_TASK REQUIREMENTS_
Would you output the entries below only from the line containing "use crate::viewport::Rect;" through the line containing "let mut cursor = 0.0_f32;", exactly as they stand and with both ends included?

<<<<

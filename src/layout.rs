//! Synthetic flow layout.
//!
//! The runtime has no rendering engine, so proximity checks need a stand-in
//! for real geometry: leaf elements are stacked vertically in document
//! order, honoring `width`/`height` attributes, and containers cover their
//! children. Embedders with real layout data can skip this pass and assign
//! rects through [`Document::set_rect`] instead; running the pass overwrites
//! previously assigned rects.

use crate::dom::{Document, ElementId};
use crate::viewport::Rect;
use tracing::debug;

/// Height given to leaf elements that declare no `height` attribute.
pub const DEFAULT_BLOCK_HEIGHT: f32 = 40.0;

/// Tags that occupy no layout space.
const NON_RENDERED_TAGS: &[&str] = &[
    "head", "script", "style", "link", "meta", "title", "noscript", "template",
];

/// Run the flow layout over the whole document.
pub fn flow_layout(doc: &mut Document) {
    let viewport_width = doc.viewport().width;
    let root = doc.root();
    let mut cursor = 0.0_f32;
    layout_element(doc, root, &mut cursor, viewport_width);
    debug!(page_height = cursor, "flow layout complete");
}

fn layout_element(
    doc: &mut Document,
    id: ElementId,
    cursor: &mut f32,
    viewport_width: f32,
) -> Option<Rect> {
    if NON_RENDERED_TAGS.contains(&doc.element(id).tag()) {
        return None;
    }

    let children: Vec<ElementId> = doc.element(id).children().to_vec();

    if children.is_empty() {
        let element = doc.element(id);
        let width = element.pixel_attr("width").unwrap_or(viewport_width);
        let height = element.pixel_attr("height").unwrap_or(DEFAULT_BLOCK_HEIGHT);
        let rect = Rect::new(0.0, *cursor, width, height);
        *cursor += height;
        doc.set_rect(id, rect);
        return Some(rect);
    }

    let mut covered: Option<Rect> = None;
    for child in children {
        if let Some(child_rect) = layout_element(doc, child, cursor, viewport_width) {
            covered = Some(match covered {
                Some(rect) => rect.union(&child_rect),
                None => child_rect,
            });
        }
    }

    // A container whose children are all non-rendered collapses to an empty
    // strip at the current cursor.
    let rect = covered.unwrap_or_else(|| Rect::new(0.0, *cursor, viewport_width, 0.0));
    doc.set_rect(id, rect);
    Some(rect)
}
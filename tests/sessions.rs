mod common;

use std::sync::Arc;
use std::time::Duration;

use arena_session::battle::{BattleExit, BattlePhase, BattleSession};
use arena_session::cache::{CountdownCache, MemoryCache};
use arena_session::connection::{Connection, SessionParams};
use arena_session::lobby::{LobbyContext, LobbyExit, LobbyPhase, LobbySession};
use arena_session::protocol::{Role, RoomId, RoomSummary};
use arena_session::rooms::RoomsList;
use common::{FakeConnector, Peer, Peers, Sent, advance, connection, settle};
use serde_json::{Value, json};
use tokio::time::Instant;

fn participants(entries: &[(&str, Option<&str>)]) -> Value {
    let participants: Vec<Value> = entries
        .iter()
        .map(|(username, role)| json!({"username": username, "role": role, "status": "joined"}))
        .collect();
    json!({"type": "participant_list", "participants": participants})
}

fn room(id: &str, name: &str) -> RoomSummary {
    serde_json::from_value(json!({
        "id": id,
        "name": name,
        "capacity": 4,
        "participant_count": 1,
        "status": "waiting"
    }))
    .unwrap()
}

fn verified(username: &str, position: u32, completion_time: f64) -> Value {
    json!({
        "type": "code_verified",
        "username": username,
        "position": position,
        "completion_time": completion_time
    })
}

/// Join room 42 as `me` and consume the open handshake.
async fn join_lobby(
    conn: &Connection,
    peers: &mut Peers,
    me: &str,
    capacity: u32,
) -> (LobbySession, Peer) {
    let context = LobbyContext::new("42", me, capacity).with_owner("ada");
    let lobby = LobbySession::join(conn.clone(), context, "t");
    let mut peer = peers.next().await;
    peer.expect("request_participants").await;
    peer.expect("request_chat_history").await;
    (lobby, peer)
}

#[tokio::test(start_paused = true)]
async fn countdown_reaches_battle_after_five_seconds() {
    let (connector, mut peers) = FakeConnector::new();
    let conn = connection(&connector);
    let (lobby, peer) = join_lobby(&conn, &mut peers, "bob", 2).await;
    assert_eq!(lobby.snapshot().phase, LobbyPhase::Connecting);

    peer.send(participants(&[("ada", Some("host")), ("bob", None)]));
    peer.send(json!({"type": "countdown", "countdown": 5}));
    settle().await;
    assert!(matches!(lobby.snapshot().phase, LobbyPhase::Countdown(_)));
    assert_eq!(lobby.snapshot().role, Role::Participant);

    let started = Instant::now();
    let exit = lobby.finished().await;
    assert_eq!(started.elapsed(), Duration::from_secs(5));
    assert_eq!(exit, LobbyExit::BattleStarted { question: None });

    // A trailing start_battle only fills in the question
    peer.send(json!({"type": "start_battle", "question": {"id": 3}}));
    peer.send(json!({"type": "countdown", "countdown": 9}));
    settle().await;
    assert_eq!(
        lobby.snapshot().phase,
        LobbyPhase::BattleStarted { question: Some(json!({"id": 3})) }
    );
    advance(Duration::from_secs(20)).await;
    assert!(matches!(lobby.snapshot().phase, LobbyPhase::BattleStarted { .. }));
}

#[tokio::test(start_paused = true)]
async fn server_countdown_resyncs_local_ticks() {
    let (connector, mut peers) = FakeConnector::new();
    let conn = connection(&connector);
    let (lobby, peer) = join_lobby(&conn, &mut peers, "bob", 2).await;

    peer.send(participants(&[("ada", Some("host")), ("bob", None)]));
    peer.send(json!({"type": "countdown", "countdown": 10}));
    advance(Duration::from_millis(3_500)).await;
    let LobbyPhase::Countdown(timer) = lobby.snapshot().phase else {
        panic!("expected countdown");
    };
    assert_eq!(timer.remaining(), Some(7));

    peer.send(json!({"type": "countdown", "countdown": 9}));
    settle().await;
    let LobbyPhase::Countdown(timer) = lobby.snapshot().phase else {
        panic!("expected countdown");
    };
    assert_eq!(timer.remaining(), Some(9));
}

#[tokio::test(start_paused = true)]
async fn kick_for_someone_else_is_ignored() {
    let (connector, mut peers) = FakeConnector::new();
    let conn = connection(&connector);
    let (lobby, peer) = join_lobby(&conn, &mut peers, "bob", 4).await;

    peer.send(participants(&[("ada", Some("host")), ("bob", None), ("cy", None)]));
    peer.send(json!({"type": "kicked", "username": "cy"}));
    settle().await;

    assert_eq!(lobby.snapshot().phase, LobbyPhase::Synced);
    assert!(conn.is_connected());
}

#[tokio::test(start_paused = true)]
async fn kick_for_us_disconnects_then_exits_after_grace() {
    let (connector, mut peers) = FakeConnector::new();
    let conn = connection(&connector);
    let (lobby, mut peer) = join_lobby(&conn, &mut peers, "bob", 4).await;

    peer.send(participants(&[("ada", Some("host")), ("bob", None)]));
    peer.send(json!({"type": "kicked", "username": "bob"}));
    assert_eq!(peer.recv().await, Some(Sent::Close(1000)));
    settle().await;

    assert_eq!(lobby.snapshot().phase, LobbyPhase::Kicked);
    assert_eq!(conn.listener_count(), 0);

    let started = Instant::now();
    assert_eq!(lobby.finished().await, LobbyExit::Kicked);
    assert_eq!(started.elapsed(), Duration::from_secs(2));
    assert_eq!(connector.attempts(), 1);
}

#[tokio::test(start_paused = true)]
async fn room_closed_exits_after_grace() {
    let (connector, mut peers) = FakeConnector::new();
    let conn = connection(&connector);
    let (lobby, peer) = join_lobby(&conn, &mut peers, "bob", 4).await;

    peer.send(json!({"type": "room_closed", "message": "Host left"}));
    settle().await;

    let started = Instant::now();
    let exit = lobby.finished().await;
    assert_eq!(started.elapsed(), Duration::from_secs(3));
    assert_eq!(
        exit,
        LobbyExit::RoomClosed {
            message: Some("Host left".to_string())
        }
    );
}

#[tokio::test(start_paused = true)]
async fn own_chat_echo_is_shown_once() {
    let (connector, mut peers) = FakeConnector::new();
    let conn = connection(&connector);
    let (lobby, mut peer) = join_lobby(&conn, &mut peers, "bob", 4).await;

    lobby.send_chat("  glhf ").unwrap();
    let sent = peer.expect("chat_message").await;
    assert_eq!(sent["message"], "glhf");
    assert_eq!(sent["sender"], "bob");
    assert_eq!(sent["room_id"], "42");
    let local = lobby.snapshot().chat.entries()[0].clone();
    assert!(local.pending);
    assert_eq!(sent["timestamp"], local.message.timestamp.as_str());

    peer.send(json!({
        "type": "chat_message",
        "id": 9,
        "sender": "bob",
        "message": "glhf",
        "timestamp": "2026-10-16T10:00:00Z"
    }));
    settle().await;
    let chat = lobby.snapshot().chat;
    assert_eq!(chat.len(), 1);
    assert_eq!(chat.entries()[0].message.id, "9");
    assert!(!chat.entries()[0].pending);

    peer.send(json!({
        "type": "chat_history",
        "messages": [
            {"id": 8, "sender": "ada", "message": "hi", "timestamp": "2026-10-16T09:59:00Z"},
            {"id": 9, "sender": "bob", "message": "glhf", "timestamp": "2026-10-16T10:00:00Z"}
        ]
    }));
    settle().await;
    let texts: Vec<String> = lobby.snapshot().chat.messages().map(|m| m.message.clone()).collect();
    assert_eq!(texts, vec!["hi", "glhf"]);

    assert!(lobby.send_chat("   ").is_err());
}

#[tokio::test(start_paused = true)]
async fn start_requires_a_ready_majority() {
    let (connector, mut peers) = FakeConnector::new();
    let conn = connection(&connector);
    let (lobby, mut peer) = join_lobby(&conn, &mut peers, "ada", 5).await;

    peer.send(participants(&[("ada", Some("host")), ("bob", None), ("cy", None)]));
    peer.send(json!({"type": "ready_status", "username": "bob", "ready": true}));
    settle().await;
    assert!(lobby.snapshot().is_host());

    let err = lobby.start_countdown(10).unwrap_err();
    assert!(err.to_string().contains("Minimum participants not met: 3 required"), "{err}");
    settle().await;
    assert!(peer.drain().iter().all(|s| s.kind() != Some("start_countdown")));

    peer.send(json!({"type": "ready_status", "username": "cy", "ready": true}));
    settle().await;
    lobby.start_countdown(10).unwrap();
    let frame = peer.expect("start_countdown").await;
    assert_eq!(frame["countdown"], 10);
}

#[tokio::test(start_paused = true)]
async fn host_actions_are_gated_locally() {
    let (connector, mut peers) = FakeConnector::new();
    let conn = connection(&connector);
    let (lobby, mut peer) = join_lobby(&conn, &mut peers, "bob", 4).await;

    peer.send(participants(&[("ada", Some("host")), ("bob", None)]));
    settle().await;

    assert!(lobby.kick("ada").is_err());
    assert!(lobby.close_room().is_err());
    assert!(lobby.start_countdown(5).is_err());

    lobby.set_ready(true).unwrap();
    assert!(lobby.snapshot().is_ready("bob"));
    let frame = peer.expect("ready_toggle").await;
    assert_eq!(frame["ready"], true);
}

#[tokio::test(start_paused = true)]
async fn left_notices_expire() {
    let (connector, mut peers) = FakeConnector::new();
    let conn = connection(&connector);
    let (lobby, peer) = join_lobby(&conn, &mut peers, "bob", 4).await;

    peer.send(json!({"type": "participant_left", "username": "cy"}));
    peer.send(json!({"type": "participant_left", "username": "cy"}));
    settle().await;
    assert_eq!(lobby.snapshot().left_notices, ["cy"]);

    advance(Duration::from_secs(6)).await;
    assert!(lobby.snapshot().left_notices.is_empty());
}

#[tokio::test(start_paused = true)]
async fn unreachable_lobby_reports_connection_lost() {
    let (connector, _peers) = FakeConnector::new();
    connector.refuse(true);
    let conn = connection(&connector);
    let context = LobbyContext::new("42", "bob", 2);

    let lobby = LobbySession::join_or_else(conn, context, "t", |_| {});
    assert_eq!(lobby.finished().await, LobbyExit::ConnectionLost);
    assert_eq!(connector.attempts(), 1);
}

#[tokio::test(start_paused = true)]
async fn lobby_hands_off_to_battle_on_the_same_connection() {
    let (connector, mut peers) = FakeConnector::new();
    let conn = connection(&connector);
    let (lobby, peer) = join_lobby(&conn, &mut peers, "bob", 2).await;

    peer.send(json!({"type": "start_battle", "question": {"id": 3}}));
    let exit = lobby.finished().await;
    assert_eq!(exit, LobbyExit::BattleStarted { question: Some(json!({"id": 3})) });
    drop(lobby);
    conn.disconnect();

    let cache = Arc::new(MemoryCache::new());
    let battle = BattleSession::join(conn.clone(), "42", "t", cache);
    let battle_peer = peers.next().await;
    settle().await;

    assert_eq!(battle_peer.url, "ws://arena.test/ws/battle/42/?token=t");
    assert_eq!(conn.listener_count(), 1);
    assert_eq!(conn.params(), Some(SessionParams::battle("42", "t")));
    assert_eq!(battle.snapshot().phase, BattlePhase::Waiting);
}

#[tokio::test(start_paused = true)]
async fn battle_clock_ticks_and_resyncs() {
    let (connector, mut peers) = FakeConnector::new();
    let conn = connection(&connector);
    let cache = Arc::new(MemoryCache::new());
    let room = RoomId::from("42");

    let battle = BattleSession::join(conn, room.clone(), "t", cache.clone());
    let peer = peers.next().await;
    peer.send(json!({
        "type": "battle_started",
        "start_time": "2026-10-16T10:00:00Z",
        "time_limit": 1800
    }));
    advance(Duration::from_millis(10_500)).await;
    assert_eq!(battle.snapshot().remaining(), Some(1790));
    assert_eq!(cache.load(&room), Some(1790));

    peer.send(json!({"type": "time_update", "remaining_seconds": 1750}));
    settle().await;
    assert_eq!(battle.snapshot().remaining(), Some(1750));
    assert_eq!(cache.load(&room), Some(1750));
}

#[tokio::test(start_paused = true)]
async fn cached_clock_is_provisional() {
    let (connector, mut peers) = FakeConnector::new();
    let conn = connection(&connector);
    let cache = Arc::new(MemoryCache::new());
    let room = RoomId::from("42");
    cache.store(&room, 600);

    let battle = BattleSession::join(conn, room.clone(), "t", cache.clone());
    let state = battle.snapshot();
    assert_eq!(state.remaining(), Some(600));
    assert!(!state.clock.is_authoritative());

    let peer = peers.next().await;
    peer.send(json!({"type": "time_update", "remaining_seconds": 1200}));
    settle().await;
    assert_eq!(battle.snapshot().remaining(), Some(1200));
    assert!(battle.snapshot().clock.is_authoritative());
}

#[tokio::test(start_paused = true)]
async fn completion_freezes_leaderboard_and_clears_cache() {
    let (connector, mut peers) = FakeConnector::new();
    let conn = connection(&connector);
    let cache = Arc::new(MemoryCache::new());
    let room = RoomId::from("42");

    let battle = BattleSession::join(conn, room.clone(), "t", cache.clone());
    let peer = peers.next().await;
    peer.send(json!({"type": "battle_started", "start_time": null, "time_limit": 600}));
    peer.send(verified("cy", 2, 80.5));
    peer.send(verified("bob", 1, 95.0));
    peer.send(json!({
        "type": "battle_completed",
        "winners": [{"username": "bob", "position": 1, "completion_time": 95.0}],
        "room_capacity": 4
    }));
    peer.send(verified("dee", 3, 120.0));

    let exit = battle.finished().await;
    let BattleExit::Completed { winners, room_capacity } = exit else {
        panic!("expected completion, got {exit:?}");
    };
    assert_eq!(winners.len(), 1);
    assert_eq!(room_capacity, Some(4));

    settle().await;
    let state = battle.snapshot();
    let names: Vec<_> = state.leaderboard.iter().map(|e| e.username.as_str()).collect();
    assert_eq!(names, vec!["bob", "cy"]);
    assert_eq!(cache.load(&room), None);

    let frozen = state.remaining();
    advance(Duration::from_secs(5)).await;
    assert_eq!(battle.snapshot().remaining(), frozen);
}

#[tokio::test(start_paused = true)]
async fn room_list_mirrors_snapshots() {
    let (connector, mut peers) = FakeConnector::new();
    let conn = connection(&connector);

    let rooms = RoomsList::attach(conn, "t", vec![room("1", "stale")]);
    assert_eq!(rooms.snapshot().len(), 1);
    let peer = peers.next().await;

    peer.send(json!({"type": "room_list", "rooms": [
        {"id": 2, "name": "two", "capacity": 4, "participants_count": 2, "status": "waiting"},
        {"id": "3", "name": "three"}
    ]}));
    settle().await;
    let ids: Vec<_> = rooms.snapshot().iter().map(|r| r.id.to_string()).collect();
    assert_eq!(ids, vec!["2", "3"]);
    assert_eq!(rooms.snapshot()[0].participant_count, 2);

    rooms.insert_optimistic(room("4", "mine"));
    rooms.insert_optimistic(room("2", "dup"));
    let ids: Vec<_> = rooms.snapshot().iter().map(|r| r.id.to_string()).collect();
    assert_eq!(ids, vec!["4", "2", "3"]);

    peer.send(json!({"type": "room_update", "rooms": [{"id": "2", "name": "two"}]}));
    settle().await;
    let ids: Vec<_> = rooms.snapshot().iter().map(|r| r.id.to_string()).collect();
    assert_eq!(ids, vec!["2"]);
}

>>>>

_YOUR RESPONSE_
use crate::viewport::Rect;
use tracing::debug;

/// Height given to leaf elements that declare no `height` attribute.
pub const DEFAULT_BLOCK_HEIGHT: f32 = 40.0;

/// Tags that occupy no layout space.
const NON_RENDERED_TAGS: &[&str] = &[
    "head", "script", "style", "link", "meta", "title", "noscript", "template",
];

/// Run the flow layout over the whole document.
pub fn flow_layout(doc: &mut Document) {
    let viewport_width = doc.viewport().width;
    let root = doc.root();
    let mut cursor = 0.0_f32;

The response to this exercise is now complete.